--- Records to use Enclosed Below ---

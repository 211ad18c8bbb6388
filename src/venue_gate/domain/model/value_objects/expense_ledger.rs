use rust_decimal::Decimal;

use crate::venue_gate::domain::model::entities::expense::Expense;

#[derive(Clone, Debug, Eq, PartialEq)]
pub struct ExpenseLedger {
    expenses: Vec<Expense>,
    spent_total: Decimal,
}

impl ExpenseLedger {
    pub fn new(expenses: Vec<Expense>) -> Self {
        let spent_total = expenses.iter().map(|e| e.amount().value()).sum();
        Self {
            expenses,
            spent_total,
        }
    }

    pub fn expenses(&self) -> &[Expense] {
        &self.expenses
    }

    pub fn spent_total(&self) -> Decimal {
        self.spent_total
    }
}
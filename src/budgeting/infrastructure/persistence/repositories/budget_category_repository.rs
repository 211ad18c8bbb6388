use async_trait::async_trait;

use crate::{
    budgeting::domain::model::entities::budget_category::BudgetCategory,
    shared::domain::model::enums::workflow_domain_error::WorkflowDomainError,
};

#[async_trait]
pub trait BudgetCategoryRepository: Send + Sync {
    async fn list_all(&self) -> Result<Vec<BudgetCategory>, WorkflowDomainError>;
}
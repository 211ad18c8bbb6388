pub mod notification_delivery_worker;
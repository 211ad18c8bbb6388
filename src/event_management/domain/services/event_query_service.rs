use async_trait::async_trait;

use crate::{
    event_management::domain::model::{
        entities::event::Event,
        queries::{get_event_query::GetEventQuery, list_events_query::ListEventsQuery},
    },
    shared::domain::model::enums::workflow_domain_error::WorkflowDomainError,
};

#[async_trait]
pub trait EventQueryService: Send + Sync {
    async fn handle_get(&self, query: GetEventQuery) -> Result<Event, WorkflowDomainError>;

    async fn handle_list(&self, query: ListEventsQuery) -> Result<Vec<Event>, WorkflowDomainError>;
}
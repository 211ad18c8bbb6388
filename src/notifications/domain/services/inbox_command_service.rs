use async_trait::async_trait;

use crate::{
    notifications::domain::model::{
        commands::{
            mark_all_notifications_read_command::MarkAllNotificationsReadCommand,
            mark_notification_read_command::MarkNotificationReadCommand,
        },
        entities::inbox_notification::InboxNotification,
    },
    shared::domain::model::enums::workflow_domain_error::WorkflowDomainError,
};

#[async_trait]
pub trait InboxCommandService: Send + Sync {
    /// Marking an already read notification keeps its first `read_at`.
    async fn handle_mark_read(
        &self,
        command: MarkNotificationReadCommand,
    ) -> Result<InboxNotification, WorkflowDomainError>;

    /// Returns how many notifications changed from unread to read.
    async fn handle_mark_all_read(
        &self,
        command: MarkAllNotificationsReadCommand,
    ) -> Result<u64, WorkflowDomainError>;
}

--- End of Enclosed Records to use ---

## Task item
Output all of the data exactly.

## Worked solution
repository 211ad18c8bbb6388
filename src/venue_gate/domain/model/value_objects/expense_ledger.rs
use rust_decimal::Decimal;

use crate::venue_gate::domain::model::entities::expense::Expense;

#[derive(Clone, Debug, Eq, PartialEq)]
pub struct ExpenseLedger {
    expenses: Vec<Expense>,
    spent_total: Decimal,
}

impl ExpenseLedger {
    pub fn new(expenses: Vec<Expense>) -> Self {
        let spent_total = expenses.iter().map(|e| e.amount().value()).sum();
        Self {
            expenses,
            spent_total,
        }
    }

    pub fn expenses(&self) -> &[Expense] {
        &self.expenses
    }

    pub fn spent_total(&self) -> Decimal {
        self.spent_total
    }
}
filename src/budgeting/infrastructure/persistence/repositories/budget_category_repository.rs
repository 211ad18c8bbb6388
use async_trait::async_trait;

use crate::{
    budgeting::domain::model::entities::budget_category::BudgetCategory,
    shared::domain::model::enums::workflow_domain_error::WorkflowDomainError,
};

#[async_trait]
pub trait BudgetCategoryRepository: Send + Sync {
    async fn list_all(&self) -> Result<Vec<BudgetCategory>, WorkflowDomainError>;
}
repository 211ad18c8bbb6388
pub mod notification_delivery_worker;
repository 211ad18c8bbb6388
filename src/event_management/domain/services/event_query_service.rs
use async_trait::async_trait;

use crate::{
    event_management::domain::model::{
        entities::event::Event,
        queries::{get_event_query::GetEventQuery, list_events_query::ListEventsQuery},
    },
    shared::domain::model::enums::workflow_domain_error::WorkflowDomainError,
};

#[async_trait]
pub trait EventQueryService: Send + Sync {
    async fn handle_get(&self, query: GetEventQuery) -> Result<Event, WorkflowDomainError>;

    async fn handle_list(&self, query: ListEventsQuery) -> Result<Vec<Event>, WorkflowDomainError>;
}
repository 211ad18c8bbb6388
filename src/notifications/domain/services/inbox_command_service.rs
use async_trait::async_trait;

use crate::{
    notifications::domain::model::{
        commands::{
            mark_all_notifications_read_command::MarkAllNotificationsReadCommand,
            mark_notification_read_command::MarkNotificationReadCommand,
        },
        entities::inbox_notification::InboxNotification,
    },
    shared::domain::model::enums::workflow_domain_error::WorkflowDomainError,
};

#[async_trait]
pub trait InboxCommandService: Send + Sync {
    /// Marking an already read notification keeps its first `read_at`.
    async fn handle_mark_read(
        &self,
        command: MarkNotificationReadCommand,
    ) -> Result<InboxNotification, WorkflowDomainError>;

    /// Returns how many notifications changed from unread to read.
    async fn handle_mark_all_read(
        &self,
        command: MarkAllNotificationsReadCommand,
    ) -> Result<u64, WorkflowDomainError>;
}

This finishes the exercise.